(PROBLEM TO SOLVE) Tell how many lines in the data below contain "found", using one number as the whole reply.

(MATERIAL FOR THE TASK)
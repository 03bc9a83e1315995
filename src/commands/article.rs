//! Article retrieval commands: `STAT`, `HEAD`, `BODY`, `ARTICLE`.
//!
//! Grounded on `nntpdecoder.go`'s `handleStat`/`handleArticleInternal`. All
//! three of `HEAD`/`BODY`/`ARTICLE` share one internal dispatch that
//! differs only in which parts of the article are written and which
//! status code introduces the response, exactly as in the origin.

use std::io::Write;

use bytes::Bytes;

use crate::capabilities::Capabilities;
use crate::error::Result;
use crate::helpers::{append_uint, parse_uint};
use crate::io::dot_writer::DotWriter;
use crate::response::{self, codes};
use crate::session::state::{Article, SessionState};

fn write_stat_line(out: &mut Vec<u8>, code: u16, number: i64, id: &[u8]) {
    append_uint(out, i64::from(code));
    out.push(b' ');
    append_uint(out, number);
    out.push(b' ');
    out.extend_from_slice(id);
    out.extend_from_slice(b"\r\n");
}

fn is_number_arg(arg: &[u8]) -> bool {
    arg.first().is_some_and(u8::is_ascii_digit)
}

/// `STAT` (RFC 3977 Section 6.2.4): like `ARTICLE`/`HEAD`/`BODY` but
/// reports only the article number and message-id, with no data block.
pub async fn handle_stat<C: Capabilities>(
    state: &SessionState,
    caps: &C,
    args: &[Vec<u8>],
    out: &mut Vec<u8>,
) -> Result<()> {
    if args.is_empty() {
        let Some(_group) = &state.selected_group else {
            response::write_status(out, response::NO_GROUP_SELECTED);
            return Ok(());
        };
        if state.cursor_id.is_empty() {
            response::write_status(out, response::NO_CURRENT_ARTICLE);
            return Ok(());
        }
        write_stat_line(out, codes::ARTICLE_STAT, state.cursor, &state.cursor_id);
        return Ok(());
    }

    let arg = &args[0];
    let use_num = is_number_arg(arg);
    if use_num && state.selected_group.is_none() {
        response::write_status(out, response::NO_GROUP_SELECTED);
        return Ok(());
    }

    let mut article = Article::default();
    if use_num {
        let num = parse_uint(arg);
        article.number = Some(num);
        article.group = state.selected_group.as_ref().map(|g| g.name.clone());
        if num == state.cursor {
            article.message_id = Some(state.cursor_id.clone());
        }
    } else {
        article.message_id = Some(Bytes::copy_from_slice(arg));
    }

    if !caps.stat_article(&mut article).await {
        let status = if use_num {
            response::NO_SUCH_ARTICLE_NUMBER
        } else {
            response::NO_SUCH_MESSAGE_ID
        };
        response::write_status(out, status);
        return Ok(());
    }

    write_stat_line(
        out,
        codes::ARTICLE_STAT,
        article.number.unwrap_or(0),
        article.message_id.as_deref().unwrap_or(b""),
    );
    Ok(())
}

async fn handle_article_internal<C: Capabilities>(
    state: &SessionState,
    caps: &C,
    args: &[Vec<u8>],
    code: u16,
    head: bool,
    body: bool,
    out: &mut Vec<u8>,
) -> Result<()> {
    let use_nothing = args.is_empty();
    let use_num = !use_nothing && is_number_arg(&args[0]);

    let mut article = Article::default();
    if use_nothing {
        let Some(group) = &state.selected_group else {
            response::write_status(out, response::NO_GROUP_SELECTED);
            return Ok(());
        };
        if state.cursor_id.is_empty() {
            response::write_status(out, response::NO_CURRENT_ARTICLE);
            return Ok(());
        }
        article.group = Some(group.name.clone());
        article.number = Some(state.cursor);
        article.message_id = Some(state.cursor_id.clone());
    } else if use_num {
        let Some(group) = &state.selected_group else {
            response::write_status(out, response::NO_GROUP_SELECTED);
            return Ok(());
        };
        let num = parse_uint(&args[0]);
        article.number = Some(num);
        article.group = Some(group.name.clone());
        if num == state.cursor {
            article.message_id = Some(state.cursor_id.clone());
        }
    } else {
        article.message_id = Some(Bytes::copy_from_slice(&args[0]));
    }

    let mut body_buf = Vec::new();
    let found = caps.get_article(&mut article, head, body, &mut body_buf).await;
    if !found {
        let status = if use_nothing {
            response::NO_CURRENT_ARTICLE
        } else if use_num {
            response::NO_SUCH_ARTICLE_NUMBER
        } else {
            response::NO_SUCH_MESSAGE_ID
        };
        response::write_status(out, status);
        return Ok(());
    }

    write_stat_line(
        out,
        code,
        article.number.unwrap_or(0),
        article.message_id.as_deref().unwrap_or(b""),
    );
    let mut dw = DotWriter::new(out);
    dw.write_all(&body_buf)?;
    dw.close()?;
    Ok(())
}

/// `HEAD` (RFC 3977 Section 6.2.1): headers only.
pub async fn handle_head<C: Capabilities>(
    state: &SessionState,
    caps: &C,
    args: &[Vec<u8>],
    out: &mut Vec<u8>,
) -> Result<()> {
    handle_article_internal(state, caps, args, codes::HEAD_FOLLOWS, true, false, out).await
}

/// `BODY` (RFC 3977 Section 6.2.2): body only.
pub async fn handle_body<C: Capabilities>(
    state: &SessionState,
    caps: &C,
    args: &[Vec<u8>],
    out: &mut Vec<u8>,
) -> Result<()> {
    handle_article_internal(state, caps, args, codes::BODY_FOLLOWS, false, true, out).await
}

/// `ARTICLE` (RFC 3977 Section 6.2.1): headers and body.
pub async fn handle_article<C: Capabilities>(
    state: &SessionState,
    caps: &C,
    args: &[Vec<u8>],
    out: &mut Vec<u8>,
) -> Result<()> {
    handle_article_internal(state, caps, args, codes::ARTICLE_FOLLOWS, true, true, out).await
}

(YOUR RESPONSE) 2